Hot! Saintrick

Saintrick est un chanteur, aux multiples casquettes. Chanteur, musicien, slammeur, comédien, écrivain… Saintrick fait partie des grands noms de la musique africaine. C’est un personnage qu’on ne présente plus. Je le retrouve à son bureau, à Ouakam. Durant Deux heures, il m’éclaire sur sa carrière, et son parcours entre Congo et Sénégal.

 

Saintrick est un artiste congolais. Mais, comme il le signale,  « Je suis respecté mais pas adulé au Congo ». Arrivé au Sénégal, à l’âge de 5 ans, Saintrick a grandi à Dakar. Il a étudié aux Cours Secondaires Sacré Cœur, avec d’autres grands noms de la musique, comme Didier Awadi. Il apprend durant ces quelques années la culture sénégalaise et la langue nationale, le wolof.  A 15 ans, il repart au Congo Brazzaville, suite au décès de son papa. La famille Mayitoukou est rapatriée. C’est un jeune sénégalais qui rentre au Congo. Saintrick doit réapprendre sa langue natale et toute une nouvelle culture.  «  C’est là ou ma vie bascule. C’est le décès de mon père qui a fait que je suis devenue musicien. »

 Au Congo, la tradition veut que lors du décès d’un père, se soit les sœurs du défunt qui héritent et donc leur enfants. Nous sommes dans une société matriarcale. Du jour au lendemain, la famille de Saintrick passe de tout à rien. « Nous rentrions dans une nouvelle vie. » Spoliée de tous ses biens, la famille est bafouée par les siens, accusée à tort du décès de leur père. La famille de Saintrick encore en deuil, doit s’en sortir. La mère, qui faisait partie des premières couturières de la marque « Singer » à Dakar au Sénégal, a dû vendre des beignets. Saintrick et ses frères revendaient du pétrole, et faisaient divers petits boulots pour s’en sortir. La famille va vivre des années difficiles. Ce drame familial va pousser Saintrick à écrire et jouer de la musique pour exprimer cette frustration. Depuis Dakar, il joue de l’harmonica. Mais Saintrick se rend vite compte qu’il ne peut se limiter à cela.
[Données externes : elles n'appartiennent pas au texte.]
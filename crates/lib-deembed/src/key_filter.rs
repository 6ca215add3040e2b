//! Measurement-key patterns.
//!
//! A pair `(measurement, calibration)` says: datasets of a device whose key
//! matches `measurement` are corrected with calibration datasets whose key
//! matches `calibration`. Both are case-insensitive regular expressions
//! searched anywhere in the key.

use crate::error::{DeembedError, DeembedResult};
use regex::{Regex, RegexBuilder};

/// Compiled `(measurement, calibration)` key pattern pair.
#[derive(Clone, Debug)]
pub struct KeyFilterPair {
    measurement: Regex,
    calibration: Regex,
}

fn compile(pattern: &str) -> DeembedResult<Regex> {
    RegexBuilder::new(pattern)
        .case_insensitive(true)
        .build()
        .map_err(|e| DeembedError::configuration(format!("invalid key pattern '{}': {}", pattern, e)))
}

impl KeyFilterPair {
    pub fn new(measurement: &str, calibration: &str) -> DeembedResult<Self> {
        Ok(Self {
            measurement: compile(measurement)?,
            calibration: compile(calibration)?,
        })
    }

    /// Compile a list of string pairs, keeping their order.
    pub fn compile_all(pairs: &[(String, String)]) -> DeembedResult<Vec<Self>> {
        pairs.iter().map(|(m, c)| Self::new(m, c)).collect()
    }

    pub fn measurement_pattern(&self) -> &str {
        self.measurement.as_str()
    }

    pub fn calibration_pattern(&self) -> &str {
        self.calibration.as_str()
    }

    /// Device key falls under this pair.
    pub fn matches_measurement(&self, key: &str) -> bool {
        self.measurement.is_match(key)
    }

    /// Calibration keys among `keys` that this pair accepts, in order.
    pub fn calibration_keys<'k, I>(&self, keys: I) -> Vec<&'k str>
    where
        I: IntoIterator<Item = &'k String>,
    {
        keys.into_iter()
            .map(String::as_str)
            .filter(|k| self.calibration.is_match(k))
            .collect()
    }
}

/// True if any pair claims `key` for correction.
pub fn requires_correction(pairs: &[KeyFilterPair], key: &str) -> bool {
    pairs.iter().any(|p| p.matches_measurement(key))
}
Il apprend peu à peu à jouer d’autres instruments.  « Si je devais repasser par-là, je revivrais la même vie. Toute ma carrière artistique vient de là. Toute considération que je peux avoir pour l’être humain vient de là. » Saintrick était révolté, en colère, frustré. Il a eu envie de dénoncer les choses. C’est ainsi qu’il devient un artiste engagé. Il crée peu après en 1988, un groupe du nom de « Clef Boa ». C’était un groupe d’harmonicistes. Victime de son succès, le groupe vit un an. Saintrick veut faire plus… Il reprend la passion de son père : La guitare.  En effet, son père avait été musicien, guitariste. Son frère ainé, jouait également de cet instrument. A l’époque Saintrick annonce « un jour je rentrerais dans mon pays, le Sénégal. » L’artiste rejetait totalement le Congo.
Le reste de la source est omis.